О родственниках пострадавших думают и те, кто явно чувствует вину за трагедию,— чиновники. Здесь никто не разыскивает днями своих родных, нет унизительных очередей за воротами университетского госпиталя, куда свезли и пострадавших от взрывов, и раненных на Утойе, и тела погибших. Чтобы защитить психику родственников жертв, полиция начала объявлять имена погибших лишь во вторник. Каждый день в 18:00 на сайте норвежской полиции будет появляться список тех, кого уже опознали. По словам представителя полиции, система устроена так, чтобы семьи похоронили близких без лишней шумихи.
"Быть вместе"
Премьер Столтенберг сказал, что 22 июля станет водоразделом в истории страны и Норвегия уже никогда не будет прежней. Но спустя два дня после терактов из города исчезли броневики и вооруженные полицейские, окружавшие взорванный квартал правительственных зданий. Сейчас он обнесен лишь металлической сеткой, превратившейся из-за воткнутых в нее цветов в живую изгородь. У нее дежурят полицейские, вооружение которых ограничивается газовым баллончиком и дубинкой. Больше полиции нигде не видно — ни в иммигрантском квартале у Центрального вокзала, ни на набережной, где рестораны снова набиты народом. Правда, вчера в районе вокзала полдня обезвреживали чемодан, который забыл в автобусе пассажир,— бомбы в итоге не оказалось.
Больше всего вооруженных полицейских — там, где они нужны уже меньше всего. На Утойе. От центра Осло сюда полчаса езды на машине. Остров настолько мал, что даже непонятно, как на нем вообще поместились 600 детей. О том, что творилось здесь пару дней назад, напоминают лишь обилие полицейских машин на единственной пристани и курсирующие от острова к берегу и обратно лодки под флагами Красного Креста.
Там, где дорога делает поворот и открывается вид на Утойю, стоит огромный камень. Еще один, усыпанный цветами и уставленный лампадами, есть у самого берега. Два этих камня стали объектами паломничества. Люди приезжают на остров с детьми, чтобы зажечь свечу. Они печально улыбаются друг другу, как дальние родственники на похоронах, и говорят вполголоса. Помимо слов "ужас" и "трагедия" люди часто произносят и другие слова: "наши ценности", "демократия", "свобода".

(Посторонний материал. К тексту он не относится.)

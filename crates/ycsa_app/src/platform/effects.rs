use std::sync::mpsc;
use std::thread;
use std::time::Duration;

use ycsa_core::{Effect, Msg};
use ycsa_engine::{EngineEvent, EngineHandle, MonitorEvent};
use ycsa_logging::{ycsa_info, ycsa_warn};

use super::app::AppEvent;

/// Forwards effects to the engine and engine events back as messages.
pub struct EffectRunner {
    engine: EngineHandle,
}

impl EffectRunner {
    pub fn new(engine: EngineHandle, event_tx: mpsc::Sender<AppEvent>) -> Self {
        let runner = Self { engine };
        runner.spawn_event_loop(event_tx);
        runner
    }

    pub fn enqueue(&self, effects: Vec<Effect>) {
        for effect in effects {
            match effect {
                Effect::FetchComments {
                    request_id,
                    video_id,
                } => {
                    ycsa_info!("FetchComments request_id={} video_id={}", request_id, video_id);
                    self.engine.fetch_comments(request_id, video_id);
                }
                Effect::StartMonitor {
                    request_id,
                    video_id,
                } => {
                    ycsa_info!("StartMonitor request_id={} video_id={}", request_id, video_id);
                    self.engine.start_monitor(request_id, video_id);
                }
                Effect::StopMonitor { request_id } => {
                    ycsa_info!("StopMonitor request_id={}", request_id);
                    self.engine.stop_monitor(request_id);
                }
                Effect::ExportReport { comments, live } => {
                    self.engine.export_report(comments, live);
                }
            }
        }
    }

    fn spawn_event_loop(&self, event_tx: mpsc::Sender<AppEvent>) {
        let engine = self.engine.clone();
        thread::spawn(move || loop {
            if let Some(event) = engine.recv_timeout(Duration::from_millis(100)) {
                if event_tx.send(AppEvent::Msg(map_event(event))).is_err() {
                    break;
                }
            }
        });
    }
}

fn map_event(event: EngineEvent) -> Msg {
    match event {
        EngineEvent::CommentsFetched { request_id, result } => Msg::CommentsFetched {
            request_id,
            result: result.map_err(|err| {
                ycsa_warn!("Request {} failed: {}", request_id, err);
                err.to_string()
            }),
        },
        EngineEvent::Monitor { request_id, event } => match event {
            MonitorEvent::Resolved { live_chat_id } => Msg::LiveChatResolved {
                request_id,
                live_chat_id,
            },
            MonitorEvent::Batch(lines) => Msg::ChatBatch { request_id, lines },
            MonitorEvent::Ended { reason } => Msg::MonitorEnded { request_id, reason },
        },
        EngineEvent::ReportWritten { result } => Msg::ReportExported {
            result: result.map(|summary| {
                summary
                    .json_path
                    .parent()
                    .unwrap_or(&summary.json_path)
                    .display()
                    .to_string()
            }),
        },
    }
}
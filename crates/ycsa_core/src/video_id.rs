use url::Url;

const MAX_ID_LEN: usize = 64;

/// Extracts a video id from a watch URL, a short/live/embed URL, or a bare id.
///
/// A `v=` query parameter wins over the path. Returns `None` for empty or
/// malformed input; ids are limited to `[A-Za-z0-9_-]`.
pub fn parse_video_id(input: &str) -> Option<String> {
    let trimmed = input.trim();
    if trimmed.is_empty() {
        return None;
    }

    let candidate = match Url::parse(trimmed) {
        Ok(url) => from_url(&url)?,
        Err(_) => from_loose(trimmed)?,
    };

    is_valid_id(&candidate).then_some(candidate)
}

fn from_url(url: &Url) -> Option<String> {
    if let Some((_, value)) = url.query_pairs().find(|(key, _)| key == "v") {
        return Some(value.into_owned());
    }
    url.path_segments()?
        .filter(|segment| !segment.is_empty())
        .last()
        .filter(|segment| *segment != "watch")
        .map(str::to_string)
}

/// Handles scheme-less input such as `youtube.com/watch?v=...` or a bare id.
fn from_loose(input: &str) -> Option<String> {
    if let Some((_, rest)) = input.split_once("v=") {
        return rest.split('&').next().map(str::to_string);
    }
    let last = input.trim_end_matches('/').rsplit('/').next()?;
    let last = last.split(['?', '#']).next()?;
    (last != "watch").then(|| last.to_string())
}

fn is_valid_id(id: &str) -> bool {
    !id.is_empty()
        && id.len() <= MAX_ID_LEN
        && id
            .chars()
            .all(|c| c.is_ascii_alphanumeric() || c == '-' || c == '_')
}

#[cfg(test)]
mod tests {
    use super::parse_video_id;

    #[test]
    fn watch_url_with_extra_params() {
        assert_eq!(
            parse_video_id("https://www.youtube.com/watch?v=dQw4w9WgXcQ&list=PLrAXtmRdnEQy"),
            Some("dQw4w9WgXcQ".to_string())
        );
    }

    #[test]
    fn short_and_live_urls_use_last_segment() {
        assert_eq!(
            parse_video_id("https://youtu.be/dQw4w9WgXcQ?t=30"),
            Some("dQw4w9WgXcQ".to_string())
        );
        assert_eq!(
            parse_video_id("https://www.youtube.com/live/jfKfPfyJRdk?si=abc"),
            Some("jfKfPfyJRdk".to_string())
        );
        assert_eq!(
            parse_video_id("https://www.youtube.com/shorts/abc123def45/"),
            Some("abc123def45".to_string())
        );
    }

    #[test]
    fn scheme_less_and_bare_ids() {
        assert_eq!(
            parse_video_id("youtube.com/watch?v=abc_DEF-123"),
            Some("abc_DEF-123".to_string())
        );
        assert_eq!(parse_video_id("  dQw4w9WgXcQ \n"), Some("dQw4w9WgXcQ".to_string()));
    }

    #[test]
    fn rejects_empty_and_malformed() {
        assert_eq!(parse_video_id(""), None);
        assert_eq!(parse_video_id("   "), None);
        assert_eq!(parse_video_id("https://www.youtube.com/"), None);
        assert_eq!(parse_video_id("https://www.youtube.com/watch"), None);
        assert_eq!(parse_video_id("not a video id"), None);
        assert_eq!(parse_video_id("https://www.youtube.com/watch?v="), None);
    }
}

— Понять, что произошло, невозможно. У нас в год убивают не больше 30 человек, а тут 76 за один день,— рассуждает приехавшая из соседнего Драммена с мужем и двумя детьми врач Гру Эскеланд.— Это нападение на нашу систему, на то, что люди из других стран могут приезжать сюда и чувствовать себя в безопасности. На то, что мы сами выбираем свое правительство, а король и министры могут ездить в общественном транспорте без телохранителей. Значит, нам надо быть крепче и быть вместе, чтобы все это защитить.